An evolutionary algorithm is a stochastic search based optimization technique. It is a population based method, where the optimization starts with a population of random solutions (individuals or genotypes). Each individual is assigned a fitness score based on how well they perform in the task at hand. Based on this fitness, a fraction of the best performing individuals are retained for the next iteration (generation). a new population of solutions is then created for the next generation with these 'elite' individuals and copies of them that have been subjected to mutation noise. This process is repeated either for a fixed number of generations, or until a desired fitness value is reached by the best individual in the population. In a non-stochastic system, this procedure will cause the fitness to be non-decreasing over generations. For those familiar with hill climbing, this approach can be seen as multiple hill climbers searching in parallel, where the number of hill climbers would be given by the elitist fraction of the population that are retained generation after generation. This same implementation can be used to perform hill-climbing if the elitist fraction is set such that elitist_fraction*population_size = 1.

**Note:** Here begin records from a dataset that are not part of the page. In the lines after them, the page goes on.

fn countup(cue: &Cue, now_ms: i64) -> i64 {
    match cue.state {
        Some(RunState::Paused) => cue.paused_time_elapsed.unwrap_or(0),
        Some(RunState::Reset) => cue.start_offset_ms(),
        _ => cue
            .started_at
            .map_or_else(|| cue.start_offset_ms(), |start| now_ms.saturating_sub(start)),
    }
}

fn to_time_of_day(cue: &Cue, now: &DateTime<FixedOffset>) -> TimeValue {
    let left = target_instant(cue, now)
        .map_or(0, |target| target.timestamp_millis() - now.timestamp_millis());
    TimeValue::Duration(left)
}

/// Resolve the target of a to-time-of-day timer: a Unix timestamp, an RFC 3339
/// date-time, a local date-time, or a bare `HH:MM[:SS]` on today's date.
fn target_instant(cue: &Cue, now: &DateTime<FixedOffset>) -> Option<DateTime<FixedOffset>> {
    let offset = *now.offset();

    if let Some(ms) = cue.end_timestamp {
        return DateTime::from_timestamp_millis(ms).map(|t| t.with_timezone(&offset));
    }

    let text = cue.end_time.as_deref()?.trim();

    if let Ok(instant) = DateTime::parse_from_rfc3339(text) {
        return Some(instant);
    }

    for format in ["%Y-%m-%dT%H:%M:%S%.f", "%Y-%m-%dT%H:%M:%S", "%Y-%m-%dT%H:%M"] {
        if let Ok(naive) = NaiveDateTime::parse_from_str(text, format) {
            return naive.and_local_timezone(offset).single();
        }
    }

    for format in ["%H:%M:%S", "%H:%M"] {
        if let Ok(time) = NaiveTime::parse_from_str(text, format) {
            return now.date_naive().and_time(time).and_local_timezone(offset).single();
        }
    }

    None
}
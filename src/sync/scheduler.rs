//! Per-cue timer recurrences.
//!
//! A recurrence is a deadline, not a task: the table maps each ticking cue id
//! to the cue it refreshes and the instant its next publish is due. The event
//! loop sleeps until [`TimerScheduler::next_deadline`] and then collects the
//! due cues with [`TimerScheduler::take_due`]. Because the table is plain data
//! owned by the engine, there is at most one recurrence per id and cancelling
//! is just removal.

use std::collections::BTreeMap;

use crate::constants::timers::TICK_PERIOD_MS;
use crate::cue::Cue;
use crate::types::CueId;

#[derive(Debug, Clone)]
struct Recurrence {
    cue: Cue,
    next_due_ms: i64,
}

/// What reconciling a snapshot did.
#[derive(Debug, Clone, Default, PartialEq, Eq)]
pub struct Reconciliation {
    /// Timer cues now ticking (started or restarted).
    pub started: Vec<CueId>,
    /// Recurrences cancelled because their cue paused, reset or stopped
    /// being a timer.
    pub stopped: Vec<CueId>,
    /// Recurrences cancelled because their cue left the project.
    pub orphaned: Vec<CueId>,
}

/// Table of active timer recurrences.
#[derive(Debug, Clone)]
pub struct TimerScheduler {
    period_ms: i64,
    active: BTreeMap<CueId, Recurrence>,
}

impl Default for TimerScheduler {
    fn default() -> Self {
        Self::new(TICK_PERIOD_MS)
    }
}

impl TimerScheduler {
    /// An empty table ticking every `period_ms`.
    pub fn new(period_ms: i64) -> Self {
        Self {
            period_ms: period_ms.max(1),
            active: BTreeMap::new(),
        }
    }

    /// Whether `id` has a live recurrence.
    pub fn is_ticking(&self, id: &CueId) -> bool {
        self.active.contains_key(id)
    }

    /// Ids with a live recurrence, in id order.
    pub fn ticking(&self) -> impl Iterator<Item = &CueId> {
        self.active.keys()
    }

    /// Number of live recurrences.
    pub fn len(&self) -> usize {
        self.active.len()
    }

    /// No recurrence is live.
    pub fn is_empty(&self) -> bool {
        self.active.is_empty()
    }

    /// Start ticking `cue`, first due one period after `now_ms`.
    ///
    /// Returns `true` when a prior recurrence for the same id was replaced.
    pub fn start(&mut self, cue: Cue, now_ms: i64) -> bool {
        let id = cue.id.clone();
        let recurrence = Recurrence {
            cue,
            next_due_ms: now_ms + self.period_ms,
        };
        self.active.insert(id, recurrence).is_some()
    }

    /// Cancel the recurrence for `id`. Returns `false` (and does nothing) if
    /// there was none.
    pub fn cancel(&mut self, id: &CueId) -> bool {
        self.active.remove(id).is_some()
    }

    /// Bring the table in line with a fresh cue list.
    ///
    /// Timer cues that are neither paused nor reset (re)start ticking with
    /// the new cue data. Paused or reset timers, and ids whose cue is no
    /// longer a timer kind, are stopped. Recurrences whose cue is gone are
    /// cancelled as orphans.
    pub fn reconcile(&mut self, cues: &[Cue], now_ms: i64) -> Reconciliation {
        let mut outcome = Reconciliation::default();

        let present: Vec<&CueId> = cues.iter().map(|cue| &cue.id).collect();
        let orphans: Vec<CueId> = self
            .active
            .keys()
            .filter(|id| !present.contains(id))
            .cloned()
            .collect();
        for id in orphans {
            self.cancel(&id);
            tracing::debug!("Stopped timer for removed cue {}", id);
            outcome.orphaned.push(id);
        }

        for cue in cues {
            if !cue.kind().is_timer() || cue.is_paused_or_reset() {
                if self.cancel(&cue.id) {
                    outcome.stopped.push(cue.id.clone());
                }
            } else {
                self.start(cue.clone(), now_ms);
                outcome.started.push(cue.id.clone());
            }
        }

        outcome
    }

    /// Earliest pending deadline in Unix milliseconds.
    pub fn next_deadline(&self) -> Option<i64> {
        self.active.values().map(|r| r.next_due_ms).min()
    }

    /// Cues whose deadline has passed, advancing each to its next slot.
    ///
    /// A recurrence that fell several periods behind is published once and
    /// moved to the first slot after `now_ms`.
    pub fn take_due(&mut self, now_ms: i64) -> Vec<Cue> {
        let period = self.period_ms;
        self.active
            .values_mut()
            .filter(|r| r.next_due_ms <= now_ms)
            .map(|r| {
                let missed = (now_ms - r.next_due_ms) / period + 1;
                r.next_due_ms += missed * period;
                r.cue.clone()
            })
            .collect()
    }
}

#[cfg(test)]
mod tests {
    #![allow(clippy::expect_used, clippy::unwrap_used, clippy::panic)]

    use super::*;
    use crate::cue::RunState;

    fn timer(id: &str, state: RunState) -> Cue {
        let mut cue = Cue::new(id, "time_countdown");
        cue.state = Some(state);
        cue
    }

    #[test]
    fn restart_replaces_instead_of_duplicating() {
        let mut scheduler = TimerScheduler::default();
        assert!(!scheduler.start(timer("a", RunState::Running), 0));
        assert!(scheduler.start(timer("a", RunState::Running), 500));
        assert_eq!(scheduler.len(), 1);
        assert_eq!(scheduler.next_deadline(), Some(1500));
    }

    #[test]
    fn cancel_is_idempotent() {
        let mut scheduler = TimerScheduler::default();
        scheduler.start(timer("a", RunState::Running), 0);
        assert!(scheduler.cancel(&CueId::new("a")));
        assert!(!scheduler.cancel(&CueId::new("a")));
        assert!(!scheduler.cancel(&CueId::new("never")));
        assert!(scheduler.is_empty());
    }

    #[test]
    fn reconcile_starts_stops_and_drops_orphans() {
        let mut scheduler = TimerScheduler::default();
        let cues = vec![
            timer("run", RunState::Running),
            timer("pause", RunState::Paused),
            Cue::new("clock", "utility_time_of_day"),
            Cue::new("msg", "message"),
        ];
        let first = scheduler.reconcile(&cues, 0);
        assert_eq!(first.started, [CueId::new("run"), CueId::new("clock")]);
        assert!(first.stopped.is_empty());
        assert!(!scheduler.is_ticking(&CueId::new("msg")));

        let cues = vec![timer("run", RunState::Reset)];
        let second = scheduler.reconcile(&cues, 1000);
        assert_eq!(second.orphaned, [CueId::new("clock")]);
        assert_eq!(second.stopped, [CueId::new("run")]);
        assert!(scheduler.is_empty());
        assert_eq!(scheduler.next_deadline(), None);
    }

    #[test]
    fn cue_that_stops_being_a_timer_stops_ticking() {
        let mut scheduler = TimerScheduler::default();
        scheduler.reconcile(&[timer("a", RunState::Running)], 0);
        assert!(scheduler.is_ticking(&CueId::new("a")));

        let retyped = Cue::new("a", "message").with_field("body", "hello");
        let outcome = scheduler.reconcile(&[retyped], 500);
        assert_eq!(outcome.stopped, [CueId::new("a")]);
        assert!(outcome.orphaned.is_empty());
        assert!(scheduler.is_empty());
        assert!(scheduler.take_due(5000).is_empty());
    }

    #[test]
    fn due_recurrences_advance_past_now() {
        let mut scheduler = TimerScheduler::default();
        scheduler.start(timer("a", RunState::Running), 0);
        scheduler.start(timer("b", RunState::Running), 400);

        assert!(scheduler.take_due(999).is_empty());

        let due = scheduler.take_due(1000);
        assert_eq!(due.len(), 1);
        assert_eq!(due[0].id, CueId::new("a"));
        assert_eq!(scheduler.next_deadline(), Some(1400));

        let due = scheduler.take_due(3500);
        assert_eq!(due.len(), 2);
        assert_eq!(scheduler.next_deadline(), Some(4000));
    }
}
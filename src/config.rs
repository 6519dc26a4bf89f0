//! Application configuration.
//!
//! Handles loading configuration from environment variables and .env files.

use dotenv::dotenv;
use std::env;

use crate::constants::{display, server};
use crate::error::{Error, Result};
use crate::types::ProjectId;

/// Which cue variable lower-third presets show as button text.
#[derive(Debug, Clone, Copy, PartialEq, Eq, Default)]
pub enum LabelSource {
    /// `graphic_<id>_contents`
    #[default]
    Contents,
    /// `graphic_<id>_label`
    Label,
}

impl LabelSource {
    /// Variable suffix for this source.
    #[must_use]
    pub const fn suffix(self) -> &'static str {
        match self {
            Self::Contents => "contents",
            Self::Label => "label",
        }
    }
}

/// Configuration for the bridge.
#[derive(Debug, Clone)]
pub struct Config {
    /// The application name
    app_name: String,
    /// The application version
    app_version: String,
    /// Graphics server host name or address
    pub host: String,
    /// Graphics server port
    pub port: u16,
    /// Project whose cues are mirrored and commanded
    pub project_id: ProjectId,
    /// Instance label used when presets reference variables, `$(label:var)`
    pub instance_label: String,
    /// Display pattern for time-of-day values
    pub time_format: String,
    /// Preset button text size
    pub preset_text_size: String,
    /// Button text source for lower-third presets
    pub lower_third_label_source: LabelSource,
}

impl Config {
    /// Get the application name.
    #[must_use]
    pub fn app_name(&self) -> &str {
        &self.app_name
    }

    /// Get the application version.
    #[must_use]
    pub fn app_version(&self) -> &str {
        &self.app_version
    }
}

impl Default for Config {
    fn default() -> Self {
        Self {
            app_name: env!("CARGO_PKG_NAME").to_string(),
            app_version: env!("CARGO_PKG_VERSION").to_string(),
            host: String::new(),
            port: server::DEFAULT_PORT,
            project_id: ProjectId::new(""),
            instance_label: "h2r-graphics".to_string(),
            time_format: display::DEFAULT_TIME_FORMAT.to_string(),
            preset_text_size: display::DEFAULT_PRESET_TEXT_SIZE.to_string(),
            lower_third_label_source: LabelSource::Contents,
        }
    }
}

impl Config {
    /// Load configuration from environment variables
    pub fn load() -> Result<Self> {
        // Try to load .env file if present
        dotenv().ok();

        Self::from_lookup(|key| env::var(key).ok())
    }

    /// Build configuration from an arbitrary variable source.
    pub fn from_lookup<F>(lookup: F) -> Result<Self>
    where
        F: Fn(&str) -> Option<String>,
    {
        let mut config = Self::default();

        if let Some(host) = lookup("H2R_HOST") {
            config.host = host.trim().to_string();
        }

        if let Some(port) = lookup("H2R_PORT") {
            config.port = port.trim().parse::<u16>().map_err(|_| {
                Error::config(
                    format!("Invalid H2R_PORT value '{port}'"),
                    "Use a port number between 1 and 65535",
                )
            })?;
        }

        if let Some(project) = lookup("H2R_PROJECT_ID") {
            config.project_id = ProjectId::new(project.trim());
        }

        if let Some(label) = lookup("H2R_INSTANCE_LABEL").filter(|l| !l.trim().is_empty()) {
            config.instance_label = label.trim().to_string();
        }

        if let Some(format) = lookup("H2R_TIME_FORMAT").filter(|f| !f.is_empty()) {
            config.time_format = format;
        }

        if let Some(size) = lookup("H2R_PRESET_TEXT_SIZE").filter(|s| !s.trim().is_empty()) {
            config.preset_text_size = size.trim().to_string();
        }

        if let Some(source) = lookup("H2R_LOWER_THIRD_LABEL_SOURCE") {
            config.lower_third_label_source = match source.trim() {
                "label" => LabelSource::Label,
                "contents" | "" => LabelSource::Contents,
                other => {
                    return Err(Error::config(
                        format!("Unknown lower third label source '{other}'"),
                        "Use 'contents' or 'label'",
                    ))
                }
            };
        }

        Ok(config)
    }

    /// Check if a graphics server host is configured
    pub fn has_server(&self) -> bool {
        !self.host.is_empty()
    }

    /// Fail with guidance when the server or project is not configured.
    pub fn require_server(&self) -> Result<()> {
        if !self.has_server() {
            return Err(Error::config(
                "No H2R Graphics host configured",
                "Set H2R_HOST (and optionally H2R_PORT)",
            ));
        }
        if self.project_id.as_str().is_empty() {
            return Err(Error::config(
                "No H2R Graphics project configured",
                "Set H2R_PROJECT_ID to the project id shown in H2R Graphics",
            ));
        }
        Ok(())
    }

    /// `http://{host}:{port}`
    pub fn base_url(&self) -> String {
        format!("http://{}:{}", self.host, self.port)
    }

    /// `http://{host}:{port}/api/{projectId}/{path}`
    pub fn api_url(&self, path: &str) -> String {
        format!(
            "{}/api/{}/{}",
            self.base_url(),
            self.project_id,
            path.trim_start_matches('/')
        )
    }
}

#[cfg(test)]
mod tests {
    #![allow(clippy::expect_used, clippy::unwrap_used, clippy::panic)]

    use super::*;
    use std::collections::HashMap;

    fn lookup(pairs: &[(&str, &str)]) -> impl Fn(&str) -> Option<String> {
        let map: HashMap<String, String> = pairs
            .iter()
            .map(|(k, v)| ((*k).to_string(), (*v).to_string()))
            .collect();
        move |key| map.get(key).cloned()
    }

    #[test]
    fn defaults_without_environment() {
        let config = Config::from_lookup(|_| None).unwrap();
        assert!(!config.has_server());
        assert_eq!(config.port, 4001);
        assert_eq!(config.time_format, "HH:mm:ss");
        assert!(config.require_server().is_err());
    }

    #[test]
    fn builds_api_urls() {
        let config = Config::from_lookup(lookup(&[
            ("H2R_HOST", "10.0.0.5"),
            ("H2R_PORT", "4100"),
            ("H2R_PROJECT_ID", "abc123"),
        ]))
        .unwrap();

        assert!(config.require_server().is_ok());
        assert_eq!(
            config.api_url("graphic/x1/update"),
            "http://10.0.0.5:4100/api/abc123/graphic/x1/update"
        );
    }

    #[test]
    fn rejects_bad_port_and_label_source() {
        assert!(Config::from_lookup(lookup(&[("H2R_PORT", "http")])).is_err());
        assert!(Config::from_lookup(lookup(&[("H2R_LOWER_THIRD_LABEL_SOURCE", "both")])).is_err());

        let config =
            Config::from_lookup(lookup(&[("H2R_LOWER_THIRD_LABEL_SOURCE", "label")])).unwrap();
        assert_eq!(config.lower_third_label_source, LabelSource::Label);
    }
}
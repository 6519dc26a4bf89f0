//! Cue model.
//!
//! A cue is one graphic managed by the H2R Graphics server. Every cue has an
//! on-air [`CueStatus`]; timer cues additionally carry a [`RunState`] and the
//! timing fields the server maintains. Type-specific content fields are kept
//! verbatim in [`Cue::fields`] and read through [`Cue::text`].

/// Human labels, contents and time values per cue kind
pub mod describe;
/// Tag table and per-kind presentation
pub mod kind;

use serde::{Deserialize, Deserializer, Serialize};
use serde_json::{Map, Value};

use crate::timefmt::parse_duration;
use crate::types::CueId;

pub use describe::{contents, describe, extra_variables, label, remaining, CueDescription};
pub use kind::{CueKind, CueTypeDescriptor, TimerMode};

/// On-air lifecycle of a cue.
#[derive(Debug, Clone, Copy, PartialEq, Eq, Hash, Default, Serialize, Deserialize)]
#[serde(rename_all = "lowercase")]
pub enum CueStatus {
    /// Idle, not cued.
    #[default]
    Ready,
    /// Cued to go on with the next run.
    Cued,
    /// Animating on.
    Coming,
    /// Fully on air.
    #[serde(rename = "onair")]
    OnAir,
    /// Animating off.
    Going,
    /// Cued to go off with the next run.
    #[serde(rename = "cuedoff")]
    CuedOff,
    /// Off air.
    #[serde(rename = "offair")]
    OffAir,
}

impl CueStatus {
    /// All statuses in lifecycle order.
    pub const fn all() -> &'static [Self] {
        &[
            Self::Ready,
            Self::Cued,
            Self::Coming,
            Self::OnAir,
            Self::Going,
            Self::CuedOff,
            Self::OffAir,
        ]
    }

    /// Wire name.
    pub const fn as_str(self) -> &'static str {
        match self {
            Self::Ready => "ready",
            Self::Cued => "cued",
            Self::Coming => "coming",
            Self::OnAir => "onair",
            Self::Going => "going",
            Self::CuedOff => "cuedoff",
            Self::OffAir => "offair",
        }
    }

    /// Operator-facing name.
    pub const fn label(self) -> &'static str {
        match self {
            Self::Ready => "Ready",
            Self::Cued => "Cue on",
            Self::Coming => "Coming on air",
            Self::OnAir => "On air",
            Self::Going => "Going off air",
            Self::CuedOff => "Cue off",
            Self::OffAir => "Off air",
        }
    }

    /// Parse a wire name.
    pub fn parse(name: &str) -> Option<Self> {
        Self::all().iter().copied().find(|s| s.as_str() == name)
    }

    /// Visible or transitioning on screen.
    pub const fn is_active(self) -> bool {
        matches!(self, Self::Coming | Self::OnAir | Self::Going)
    }
}

/// Clock lifecycle of a timer cue.
#[derive(Debug, Clone, Copy, PartialEq, Eq, Hash, Serialize, Deserialize)]
#[serde(rename_all = "lowercase")]
pub enum RunState {
    /// Counting.
    Running,
    /// Frozen at the paused value.
    Paused,
    /// Back at the starting value.
    Reset,
}

/// One graphic of a project.
#[derive(Debug, Clone, PartialEq, Serialize, Deserialize)]
pub struct Cue {
    /// Unique id within the project.
    pub id: CueId,
    /// Raw type tag; see [`CueKind`].
    #[serde(rename = "type", default)]
    pub type_tag: String,
    /// On-air status. Unknown values read as `ready`.
    #[serde(default, deserialize_with = "lenient::status")]
    pub status: CueStatus,
    /// Run state of timer cues.
    #[serde(
        default,
        deserialize_with = "lenient::run_state",
        skip_serializing_if = "Option::is_none"
    )]
    pub state: Option<RunState>,
    /// Operator-assigned label.
    #[serde(default, skip_serializing_if = "Option::is_none")]
    pub label: Option<String>,
    /// Mode of the multi-mode `time` and `big_time` cues.
    #[serde(rename = "timerType", default, skip_serializing_if = "Option::is_none")]
    pub timer_type: Option<String>,
    /// Configured duration in milliseconds.
    #[serde(default, deserialize_with = "lenient::millis", skip_serializing_if = "Option::is_none")]
    pub duration: Option<i64>,
    /// Configured duration in milliseconds (big timer).
    #[serde(
        rename = "durationMS",
        default,
        deserialize_with = "lenient::millis",
        skip_serializing_if = "Option::is_none"
    )]
    pub duration_ms: Option<i64>,
    /// Server-maintained remaining time in milliseconds.
    #[serde(
        rename = "timeLeft",
        default,
        deserialize_with = "lenient::millis",
        skip_serializing_if = "Option::is_none"
    )]
    pub time_left: Option<i64>,
    /// Unix milliseconds at which a running countdown reaches zero.
    #[serde(
        rename = "endAt",
        default,
        deserialize_with = "lenient::millis",
        skip_serializing_if = "Option::is_none"
    )]
    pub end_at: Option<i64>,
    /// Target of a to-time-of-day timer (ISO date-time or `HH:MM[:SS]`).
    #[serde(
        rename = "endTime",
        default,
        deserialize_with = "lenient::text",
        skip_serializing_if = "Option::is_none"
    )]
    pub end_time: Option<String>,
    /// Target of a legacy to-time-of-day timer in Unix milliseconds.
    #[serde(
        rename = "endTimestamp",
        default,
        deserialize_with = "lenient::millis",
        skip_serializing_if = "Option::is_none"
    )]
    pub end_timestamp: Option<i64>,
    /// Unix milliseconds at which a count-up started.
    #[serde(
        rename = "startedAt",
        default,
        deserialize_with = "lenient::millis",
        skip_serializing_if = "Option::is_none"
    )]
    pub started_at: Option<i64>,
    /// Remaining milliseconds frozen by a pause.
    #[serde(
        rename = "pausedTimeLeft",
        default,
        deserialize_with = "lenient::millis",
        skip_serializing_if = "Option::is_none"
    )]
    pub paused_time_left: Option<i64>,
    /// Elapsed milliseconds frozen by a pause.
    #[serde(
        rename = "pausedTimeElapsed",
        default,
        deserialize_with = "lenient::millis",
        skip_serializing_if = "Option::is_none"
    )]
    pub paused_time_elapsed: Option<i64>,
    /// Count-up starting offset as `HH:MM[:SS]`.
    #[serde(
        rename = "startOffset",
        default,
        deserialize_with = "lenient::text",
        skip_serializing_if = "Option::is_none"
    )]
    pub start_offset: Option<String>,
    /// Every other field, verbatim.
    #[serde(flatten)]
    pub fields: Map<String, Value>,
}

impl Cue {
    /// A cue with only an id and a type tag.
    pub fn new(id: impl Into<CueId>, type_tag: impl Into<String>) -> Self {
        Self {
            id: id.into(),
            type_tag: type_tag.into(),
            status: CueStatus::Ready,
            state: None,
            label: None,
            timer_type: None,
            duration: None,
            duration_ms: None,
            time_left: None,
            end_at: None,
            end_time: None,
            end_timestamp: None,
            started_at: None,
            paused_time_left: None,
            paused_time_elapsed: None,
            start_offset: None,
            fields: Map::new(),
        }
    }

    /// Set a type-specific field.
    #[must_use]
    pub fn with_field(mut self, key: &str, value: impl Into<Value>) -> Self {
        self.fields.insert(key.to_string(), value.into());
        self
    }

    /// The kind this cue's tag names.
    pub fn kind(&self) -> CueKind {
        CueKind::from_tag(&self.type_tag)
    }

    /// Look up a type-specific field by dotted path (`chat.snippet.displayMessage`,
    /// `items.0.sectionTitle`).
    pub fn field(&self, path: &str) -> Option<&Value> {
        let mut segments = path.split('.');
        let mut current = self.fields.get(segments.next()?)?;
        for segment in segments {
            current = match current {
                Value::Array(items) => items.get(segment.parse::<usize>().ok()?)?,
                Value::Object(map) => map.get(segment)?,
                _ => return None,
            };
        }
        Some(current)
    }

    /// A field rendered as display text; missing or null fields are empty.
    pub fn text(&self, path: &str) -> String {
        match self.field(path) {
            None | Some(Value::Null) => String::new(),
            Some(Value::String(s)) => s.clone(),
            Some(other) => other.to_string(),
        }
    }

    /// On air, coming or going.
    pub const fn is_active(&self) -> bool {
        self.status.is_active()
    }

    /// The timer is counting.
    pub fn is_running(&self) -> bool {
        self.state == Some(RunState::Running)
    }

    /// The timer is frozen: paused or reset.
    pub fn is_paused_or_reset(&self) -> bool {
        matches!(self.state, Some(RunState::Paused | RunState::Reset))
    }

    /// The timer is reset.
    pub fn is_reset(&self) -> bool {
        self.state == Some(RunState::Reset)
    }

    /// Count-up start offset in milliseconds (`0` when unset or unparseable).
    pub fn start_offset_ms(&self) -> i64 {
        self.start_offset
            .as_deref()
            .and_then(parse_duration)
            .unwrap_or(0)
    }
}

/// Forgiving deserializers for fields the server sends in several shapes.
mod lenient {
    use super::{parse_duration, CueStatus, Deserialize, Deserializer, RunState, Value};

    /// Milliseconds from a number, a numeric string or `HH:MM[:SS]`.
    pub fn millis<'de, D>(deserializer: D) -> Result<Option<i64>, D::Error>
    where
        D: Deserializer<'de>,
    {
        Ok(Option::<Value>::deserialize(deserializer)?.and_then(|value| match value {
            Value::Number(n) => n.as_i64().or_else(|| n.as_f64().map(|f| f.round() as i64)),
            Value::String(s) => {
                let s = s.trim();
                s.parse::<i64>()
                    .ok()
                    .or_else(|| s.parse::<f64>().ok().map(|f| f.round() as i64))
                    .or_else(|| parse_duration(s))
            }
            _ => None,
        }))
    }

    /// Text from a string or number.
    pub fn text<'de, D>(deserializer: D) -> Result<Option<String>, D::Error>
    where
        D: Deserializer<'de>,
    {
        Ok(Option::<Value>::deserialize(deserializer)?.and_then(|value| match value {
            Value::String(s) => Some(s),
            Value::Number(n) => Some(n.to_string()),
            _ => None,
        }))
    }

    pub fn status<'de, D>(deserializer: D) -> Result<CueStatus, D::Error>
    where
        D: Deserializer<'de>,
    {
        Ok(Option::<Value>::deserialize(deserializer)?
            .as_ref()
            .and_then(Value::as_str)
            .and_then(CueStatus::parse)
            .unwrap_or_default())
    }

    pub fn run_state<'de, D>(deserializer: D) -> Result<Option<RunState>, D::Error>
    where
        D: Deserializer<'de>,
    {
        Ok(Option::<Value>::deserialize(deserializer)?
            .and_then(|value| RunState::deserialize(value).ok()))
    }
}

#[cfg(test)]
mod tests {
    #![allow(clippy::expect_used, clippy::unwrap_used, clippy::panic)]

    use super::*;
    use serde_json::json;

    #[test]
    fn parses_timer_cue_with_mixed_field_shapes() {
        let cue: Cue = serde_json::from_value(json!({
            "id": 7,
            "type": "time_countdown",
            "status": "onair",
            "state": "paused",
            "duration": "00:01:00",
            "pausedTimeLeft": 42000.4,
            "endAt": "1700000000000",
            "theme": "dark"
        }))
        .unwrap();

        assert_eq!(cue.id, CueId::new("7"));
        assert_eq!(cue.kind(), CueKind::TimeCountdown);
        assert_eq!(cue.status, CueStatus::OnAir);
        assert_eq!(cue.state, Some(RunState::Paused));
        assert_eq!(cue.duration, Some(60_000));
        assert_eq!(cue.paused_time_left, Some(42_000));
        assert_eq!(cue.end_at, Some(1_700_000_000_000));
        assert_eq!(cue.text("theme"), "dark");
        assert!(cue.is_active());
        assert!(cue.is_paused_or_reset());
        assert!(!cue.is_running());
    }

    #[test]
    fn unknown_status_and_state_are_tolerated() {
        let cue: Cue = serde_json::from_value(json!({
            "id": "a",
            "type": "message",
            "status": "teleporting",
            "state": "spinning"
        }))
        .unwrap();

        assert_eq!(cue.status, CueStatus::Ready);
        assert_eq!(cue.state, None);
    }

    #[test]
    fn reads_nested_fields_by_path() {
        let cue = Cue::new("s1", "social")
            .with_field("chat", json!({ "snippet": { "displayMessage": "hello" } }))
            .with_field("items", json!([{ "sectionTitle": "Intro" }]));

        assert_eq!(cue.text("chat.snippet.displayMessage"), "hello");
        assert_eq!(cue.text("items.0.sectionTitle"), "Intro");
        assert_eq!(cue.text("items.3.sectionTitle"), "");
        assert_eq!(cue.text("chat.authorDetails.displayName"), "");
    }

    #[test]
    fn status_round_trips_through_wire_names() {
        for status in CueStatus::all() {
            assert_eq!(CueStatus::parse(status.as_str()), Some(*status));
        }
        assert!(CueStatus::OnAir.is_active());
        assert!(!CueStatus::CuedOff.is_active());
    }
}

This Python stochastic search package, stochsearch, includes an implementation of evolutionary algorithms in a class called EvolSearch using the Python multiprocessing framework. Fitness evaluation of individuals in a population is carried out in parallel across CPUs in a multiprocessing.pool.Pool with the number of processes defined by the user or by os.cpu_count() of the system. This package can be imported as follows "from stochsearch import EvolSearch".
$ pip install stochsearch
Requirements: numpy
In order to use this package
from stochsearch import EvolSearch
evol_params = {
'num_processes' : 4, # (optional) number of proccesses for multiprocessing.Pool
'pop_size' : 100, # population size
'genotype_size': 10, # dimensionality of solution
'fitness_function': fitness_function, # custom function defined to evaluate fitness of a solution
'elitist_fraction': 0.04, # fraction of population retained as is between generations
'mutation_variance': 0.05 # mutation noise added to offspring.
}
Define a function that takes a genotype as argument and returns the fitness value for that genotype - passed as the 'fitness_function' key in the evol_params dictionary.
es = EvolSearch(evol_params)
Option 1: Run the search for a certain number of generations
num_gens = 100
es.execute_search(num_gens)
Option 2: Step through the generations based on a condition
max_num_gens = 100
gen = 0
desired_fitness = 0.9
while es.get_best_individual_fitness() < desired_fitness and gen < max_num_gens:
print('Gen #'+str(gen)+' Best Fitness = '+str(es.get_best_individual_fitness()))
es.step_generation()
gen += 1
print('Max fitness of population = ',es.get_best_individual_fitness())
print('Best individual in population = ',es.get_best_individual())
See demos folder for a sample program.